En 1999, la Sociedad Porto 2001 eligió el proyecto de OMA (Oficina para la Arquitectura Metropolitana), como diseño para el nuevo Auditorio de Oporto, en Portugal. La excusa era buena. Oporto había sido en 2001, junto a Rotterdam, capital cultural europea. Rotterdam es precisamente la ciudad donde Rem Koolhaas, arquitecto, miembro fundador y representante más destacado de OMA y premio Prizker, ha nacido, vive y tiene su despacho. La elección del proyecto fue el resultado de un concurso por invitación, al que entregaron su propuesta, junto con la de OMA, Dominique Perrault y Rafael Viñoly. Se llamó también a Norman Foster, Peter Zumthor, Rafael Moneo y Toyo Ito, pero declinaron la participación. Hasta ahora, todo cuadra.

La Casa de la Música se espera que sea el edificio más emblemático que Portugal ha construido en mucho tiempo, pero no ha estado lista para 2001, que es para cuando tenía que estar, ni lo estará por lo menos hasta el verano de 2003, dado el ritmo que llevan los trabajos y lo complicada que está resultando su financiación. Es decir, dos años más tarde. En este momento, se puede distinguir la excavación del sótano y apreciar una actividad loca, que dura las veinticuatro horas del día. Los arquitectos que están al cargo del proyecto dicen que no se hacen ni la más mínima idea de cuando va a estar listo el edificio ni de cuanto va a costar.

Como ha escrito en plan de broma el comentarista local Filipe Araújo, "es una casa muy engalanada, que no tiene techo, ni tiene de nada, lalará, lalará...". Pero todo esto no preocupa mucho en Portugal, donde las cosas se llevan a otro ritmo, y ya están pensando que más tarde que temprano van a tener otro Guggenheim, con elevados ingresos por el nuevo turismo cultural que visitará Oporto. El arquitecto es una estrella y el auditorio, aunque sólo haya sido visto en maqueta, ya ha sido reconocido por la revista ‘Time’ como uno de los cuatro proyectos más importantes del año 2001.

Proyecto claro

Lo que sí parece que tienen más claro en Oporto es a qué se va a destinar el edificio y quién va a ser su director. Va a ser la sede de la Orquesta Nacional de Oporto y del Remix Ensemble, que constituirá el núcleo de la futura Orquesta de Jóvenes. El programa cultural está definido, quiere ser el punto de encuentro de varios géneros musicales, un espacio de acogida versátil e interactivo, donde tengan cabida públicos variados. El programa consiste en un gran auditorio con 1.300 butacas para grandes espectáculos sinfónicos, corales y otros eventos musicales. Un pequeño auditorio con 300 butacas para música de cámara, ópera de cámara y jazz. Un centro de documentación y archivo. Un espacio de investigación y apoyo para los grupos locales y para los músicos en general. Un restaurante en la cubierta del edificio con terraza exterior. Un área de proyectos educativos. Un área de cibermúsica, para presentación pública de proyectos de investigación en música electrónica. Salas de exposiciones para proyecciones de vídeo y otros materiales multimedia. También contará con una zona de estacionamiento para 600 automóviles.

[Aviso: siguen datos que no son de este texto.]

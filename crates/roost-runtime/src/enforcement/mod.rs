//! Enforcement points.
//!
//! Two places consult the decision engine:
//!
//! | Point | When | On denial |
//! |-------|------|-----------|
//! | [`Gate`] | before a request is served | redirect (login or fallback) |
//! | [`Guard`] | inside a rendered view | hide content, redirect once |
//!
//! Both fail closed: a decision that errors, panics, or runs out of time
//! is a denial.

mod gate;
mod guard;
mod redirect;

pub use gate::{Gate, GateBuilder, GateDecision, GateOutcome};
pub use guard::{Guard, GuardState, GuardView};
pub use redirect::RedirectTargets;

Pedro Burmester, el director y también pianista portuense, no lo considera un proyecto megalómano. "Es ambicioso, pero ha sido pensado en función de las necesidades. Si no hubiera sido por la capitalidad europea, puede que no hubiéramos tenido la financiación necesaria y no lo habríamos podido llevar a cabo", ha comentado.

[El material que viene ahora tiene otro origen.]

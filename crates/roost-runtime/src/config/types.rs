//! Configuration types.
//!
//! All types implement [`Default`] for compile-time fallback values.

use super::ConfigError;
use roost_auth::{RouteRule, UnknownRolePolicy};
use serde::{Deserialize, Serialize};
use std::time::Duration;

/// Gate configuration.
///
/// This is the unified configuration after merging all layers. Paths are
/// deployment configuration; the engine only requires that they are
/// absolute in-app paths.
///
/// # Example
///
/// ```
/// use roost_runtime::config::GateConfig;
///
/// let config = GateConfig::default();
/// assert_eq!(config.login_path, "/login");
/// assert_eq!(config.redirect_param, "redirectTo");
/// assert_eq!(config.default_fallback, "/dashboard");
/// assert!(config.routes.is_none());
/// ```
#[derive(Debug, Clone, Serialize, Deserialize, PartialEq)]
#[serde(default)]
pub struct GateConfig {
    /// Unauthenticated entry path.
    pub login_path: String,

    /// Query parameter carrying the original path to the login page.
    pub redirect_param: String,

    /// Redirect target for denied rules without a `fallback_path`.
    pub default_fallback: String,

    /// Handling of absent or unrecognized role claims.
    pub unknown_role: UnknownRolePolicy,

    /// Timeout configuration.
    pub timeouts: TimeoutsConfig,

    /// Route table override. `None` selects the built-in table.
    #[serde(skip_serializing_if = "Option::is_none")]
    pub routes: Option<Vec<RouteRule>>,
}

impl Default for GateConfig {
    fn default() -> Self {
        Self {
            login_path: "/login".to_string(),
            redirect_param: "redirectTo".to_string(),
            default_fallback: "/dashboard".to_string(),
            unknown_role: UnknownRolePolicy::default(),
            timeouts: TimeoutsConfig::default(),
            routes: None,
        }
    }
}

impl GateConfig {
    /// Creates a new config with default values.
    #[must_use]
    pub fn new() -> Self {
        Self::default()
    }

    /// Serializes to TOML string.
    ///
    /// # Errors
    ///
    /// Returns error if serialization fails.
    pub fn to_toml(&self) -> Result<String, toml::ser::Error> {
        toml::to_string_pretty(self)
    }

    /// Deserializes from TOML string.
    ///
    /// # Errors
    ///
    /// Returns error if deserialization fails.
    pub fn from_toml(toml_str: &str) -> Result<Self, toml::de::Error> {
        toml::from_str(toml_str)
    }

    /// Checks the values the gate depends on.
    ///
    /// Route rules are validated separately when the table is built.
    ///
    /// # Errors
    ///
    /// Returns [`ConfigError::InvalidValue`] naming the first bad field.
    pub fn validate(&self) -> Result<(), ConfigError> {
        for (field, path) in [
            ("login_path", &self.login_path),
            ("default_fallback", &self.default_fallback),
        ] {
            if !is_local_path(path) {
                return Err(ConfigError::invalid_value(
                    field,
                    format!("'{path}' is not an absolute in-app path"),
                ));
            }
        }
        if self.login_path.contains('?') {
            return Err(ConfigError::invalid_value(
                "login_path",
                "must not carry a query string",
            ));
        }
        if self.redirect_param.is_empty()
            || !self
                .redirect_param
                .chars()
                .all(|c| c.is_ascii_alphanumeric() || c == '_' || c == '-')
        {
            return Err(ConfigError::invalid_value(
                "redirect_param",
                format!("'{}' is not a plain query parameter name", self.redirect_param),
            ));
        }
        if self.timeouts.session_ms == 0 {
            return Err(ConfigError::invalid_value("timeouts.session_ms", "must be non-zero"));
        }
        if self.timeouts.oracle_ms == 0 {
            return Err(ConfigError::invalid_value("timeouts.oracle_ms", "must be non-zero"));
        }
        Ok(())
    }
}

fn is_local_path(path: &str) -> bool {
    path.starts_with('/') && !path.starts_with("//") && !path.contains('\\')
}

/// Timeout configuration.
#[derive(Debug, Clone, Serialize, Deserialize, PartialEq)]
#[serde(default)]
pub struct TimeoutsConfig {
    /// Session resolution timeout in milliseconds. Default: 2000.
    pub session_ms: u64,

    /// Membership lookup timeout in milliseconds. Default: 2000.
    pub oracle_ms: u64,
}

impl Default for TimeoutsConfig {
    fn default() -> Self {
        Self {
            session_ms: 2_000,
            oracle_ms: 2_000,
        }
    }
}

impl TimeoutsConfig {
    /// Session resolution timeout.
    #[must_use]
    pub fn session(&self) -> Duration {
        Duration::from_millis(self.session_ms)
    }

    /// Membership lookup timeout.
    #[must_use]
    pub fn oracle(&self) -> Duration {
        Duration::from_millis(self.oracle_ms)
    }
}

#[cfg(test)]
mod tests {
    use super::*;
    use roost_auth::{Permission, ResourceType};

    #[test]
    fn default_config() {
        let config = GateConfig::default();
        assert_eq!(config.timeouts.session(), Duration::from_secs(2));
        assert_eq!(config.timeouts.oracle(), Duration::from_secs(2));
        assert_eq!(config.unknown_role, UnknownRolePolicy::LowestPrivilege);
        assert!(config.validate().is_ok());
    }

    #[test]
    fn toml_roundtrip() {
        let mut config = GateConfig::default();
        config.routes = Some(vec![
            RouteRule::public("/houses"),
            RouteRule::protected("/admin/:houseId")
                .requires(Permission::ManageHouse)
                .scoped_to(ResourceType::House),
        ]);
        let toml = config
            .to_toml()
            .expect("should serialize config to TOML");
        let restored = GateConfig::from_toml(&toml).expect("should deserialize roundtripped TOML");
        assert_eq!(config, restored);
    }

    #[test]
    fn toml_partial_parse() {
        let toml = r#"
default_fallback = "/home"
unknown_role = "deny"

[timeouts]
oracle_ms = 500
"#;
        let config = GateConfig::from_toml(toml).expect("should parse partial TOML with defaults");
        assert_eq!(config.default_fallback, "/home");
        assert_eq!(config.unknown_role, UnknownRolePolicy::Deny);
        assert_eq!(config.timeouts.oracle_ms, 500);
        // Defaults for unspecified fields
        assert_eq!(config.timeouts.session_ms, 2_000);
        assert_eq!(config.login_path, "/login");
    }

    #[test]
    fn toml_routes_keep_declared_order() {
        let toml = r#"
[[routes]]
path_pattern = "/admin/expansion"
required_permission = "manage_all_houses"

[[routes]]
path_pattern = "/admin/:houseId"
required_permission = "manage_house"
requires_resource_check = true
resource_type = "house"
"#;
        let config = GateConfig::from_toml(toml).unwrap();
        let routes = config.routes.unwrap();
        assert_eq!(routes[0].path_pattern, "/admin/expansion");
        assert_eq!(routes[1].resource_type, Some(ResourceType::House));
    }

    #[test]
    fn validate_rejects_bad_values() {
        let cases: Vec<(fn(&mut GateConfig), &str)> = vec![
            (|c| c.login_path = "login".into(), "login_path"),
            (|c| c.login_path = "/login?next=x".into(), "login_path"),
            (|c| c.default_fallback = "https://evil.example".into(), "default_fallback"),
            (|c| c.default_fallback = "//evil.example".into(), "default_fallback"),
            (|c| c.redirect_param = String::new(), "redirect_param"),
            (|c| c.redirect_param = "a=b".into(), "redirect_param"),
            (|c| c.timeouts.session_ms = 0, "timeouts.session_ms"),
            (|c| c.timeouts.oracle_ms = 0, "timeouts.oracle_ms"),
        ];
        for (mutate, field) in cases {
            let mut config = GateConfig::default();
            mutate(&mut config);
            match config.validate() {
                Err(ConfigError::InvalidValue { field: f, .. }) => assert_eq!(f, field),
                other => panic!("expected InvalidValue for {field}, got {other:?}"),
            }
        }
    }
}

El proyecto constructivo ha cambiado. El meteorito transparente inicial se ha convertido en una roca de hormigón blanco de 46 metros de altura. Lo que parece que se mantiene es el proyecto cultural y los responsables de la gestión, que empezaron a funcionar antes de que se proyectara el edificio. Una casa no se puede empezar por el tejado.